If you have been watching Bloomberg TV recently, you may have noticed more women appearing on the network.
Mr Grant Coombe was instrumental in effecting that change.
In six months, the 43-year-old sales manager of Bloomberg LP Singapore increased women's presence by 97 per cent in a Women's Voices movement.
The head of Bloomberg's global and Asia-Pacific key accounts is an advocate for the media to represent a diversity of voices.
"If young girls are watching TV or reading and they consciously or unconsciously hear that it's always men that are being quoted… it can consciously make it look like there's only men in finance," he said.
So the network identified over 120 female clients to become potential sources on Bloomberg TV.
And on March 8, in celebration of International Women's Day, it had an all-women ensemble for panel discussions and interviews.
SUPPORTING GENDER EQUALITY
If young girls are watching TV or reading and they consciously or unconsciously hear that it's always men that are being quoted... it can consciously make it look like there's only men in finance.
MR GRANT COOMBE, sales manager of Bloomberg LP Singapore, on female representation in the media.
For his contributions to gender equality, Mr Coombe was recently honoured with the HeForShe Leader award at the annual 2017 HeForShe Impact Awards.
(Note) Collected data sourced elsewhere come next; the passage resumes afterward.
//! # SledStore: Embedded Alias Storage
//!
//! Persists alias records in a named sled tree. Each record is one entry:
//!
//! | Tree      | Key                       | Value                  |
//! |-----------|---------------------------|------------------------|
//! | `aliases` | canonical alias (UTF-8)   | `bincode(AliasRecord)` |
//!
//! ## Atomicity
//!
//! `save_all` computes the difference between what is on disk and the new
//! map, then applies inserts and removals as a single `Batch`. Either the
//! whole snapshot lands or none of it does.

use sled::{Batch, Db, Tree};
use std::path::Path;

use super::{AliasMap, AliasStore, StoreError, StoreResult};
use crate::alias::AliasRecord;
use crate::config::SLED_ALIAS_TREE;

/// Alias store backed by an embedded sled database.
///
/// sled handles are cheap to clone and thread-safe, so a `SledStore` can be
/// shared behind an `Arc` without extra locking.
#[derive(Debug, Clone)]
pub struct SledStore {
    db: Db,
    aliases: Tree,
}

impl SledStore {
    /// Open or create a database at the given directory.
    pub fn open<P: AsRef<Path>>(path: P) -> StoreResult<Self> {
        let db = sled::open(path)?;
        Self::from_db(db)
    }

    /// A database that lives in a temp location and disappears on drop.
    pub fn open_temporary() -> StoreResult<Self> {
        let db = sled::Config::new().temporary(true).open()?;
        Self::from_db(db)
    }

    fn from_db(db: Db) -> StoreResult<Self> {
        let aliases = db.open_tree(SLED_ALIAS_TREE)?;
        Ok(Self { db, aliases })
    }

    /// Fetch a single record straight from disk.
    pub fn get(&self, alias: &str) -> StoreResult<Option<AliasRecord>> {
        match self.aliases.get(alias.as_bytes())? {
            Some(bytes) => Ok(Some(decode(&bytes)?)),
            None => Ok(None),
        }
    }

    /// Number of persisted records.
    pub fn len(&self) -> usize {
        self.aliases.len()
    }

    pub fn is_empty(&self) -> bool {
        self.aliases.is_empty()
    }
}

fn encode(record: &AliasRecord) -> StoreResult<Vec<u8>> {
    bincode::serialize(record).map_err(|e| StoreError::Encoding(e.to_string()))
}

fn decode(bytes: &[u8]) -> StoreResult<AliasRecord> {
    bincode::deserialize(bytes).map_err(|e| StoreError::Encoding(e.to_string()))
}

impl AliasStore for SledStore {
    fn load_all(&self) -> StoreResult<AliasMap> {
        let mut records = AliasMap::new();
        for entry in self.aliases.iter() {
            let (key, value) = entry?;
            let alias = String::from_utf8(key.to_vec())
                .map_err(|e| StoreError::Encoding(format!("non-utf8 alias key: {}", e)))?;
            records.insert(alias, decode(&value)?);
        }
        Ok(records)
    }

    fn save_all(&self, records: &AliasMap) -> StoreResult<()> {
        let mut batch = Batch::default();

        for key in self.aliases.iter().keys() {
            let key = key?;
            let stale = std::str::from_utf8(&key)
                .map(|alias| !records.contains_key(alias))
                .unwrap_or(true);
            if stale {
                batch.remove(key);
            }
        }

        for (alias, record) in records {
            batch.insert(alias.as_bytes(), encode(record)?);
        }

        self.aliases.apply_batch(batch)?;
        self.db.flush()?;
        Ok(())
    }
}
Mr Pranama Kondadi Moorthy, vice-president of global markets at Credit Suisse, was the winner of the Everday Hero award and Ms Kate Hegarty, the director of communications at MasterCard, won the HeForShe Influencer award. The firm Salesforce won the HeforShe@Work award.
They were all honoured at the two-year-old awards organised by the Singapore Committee for UN Women. The ceremony was held last Thursday at the Novotel Singapore Clarke Quay Hotel.
Mr Coombe has championed various gender-parity initiatives within the workplace as the male advocate and sponsor for Bloomberg's Women Community for both Singapore and the Asia-Pacific. His network has also publicly declared its corporate goal is to have a 30 per cent representation of women in its senior management positions by 2020.
Mr Coombe wants to do just that.
According to the Washington- based research group Corporate Women Directors International, women account for just 12.4 per cent of board seats among 1,557 of the largest listed companies across 20 Asia-Pacific countries, compared with North America at just over 20 per cent, Europe at 30 per cent and Africa at 14.4 per cent.
Mr Coombe has also contributed to the growth of the Bloomberg Financial Services Gender Equality Index (BFGEI) in South-east Asia. The index was launched in May last year. The BFGEI, an industry first, is a financial index that affords corporations and investors an equitable way to track and analyse corporate practices that advocate gender-equal workplaces.
The index has been resoundingly successful, with the number of financial institutions involved in the initiative doubling from 26 last year to 52 corporations this year.
In his spare time, Mr Coombe, who is married with children, is actively involved in coaching the Under-5 and Under-8 girls and boys teams at the Tanglin Rugby Club. Tough sports perhaps, but the girls, who account for one in three players, are "some of his best players", he said.
Correction Note: A previous version of this article said that the change was Mr Grant Coombe's work. Bloomberg LP has clarified that he led a team in effecting the change.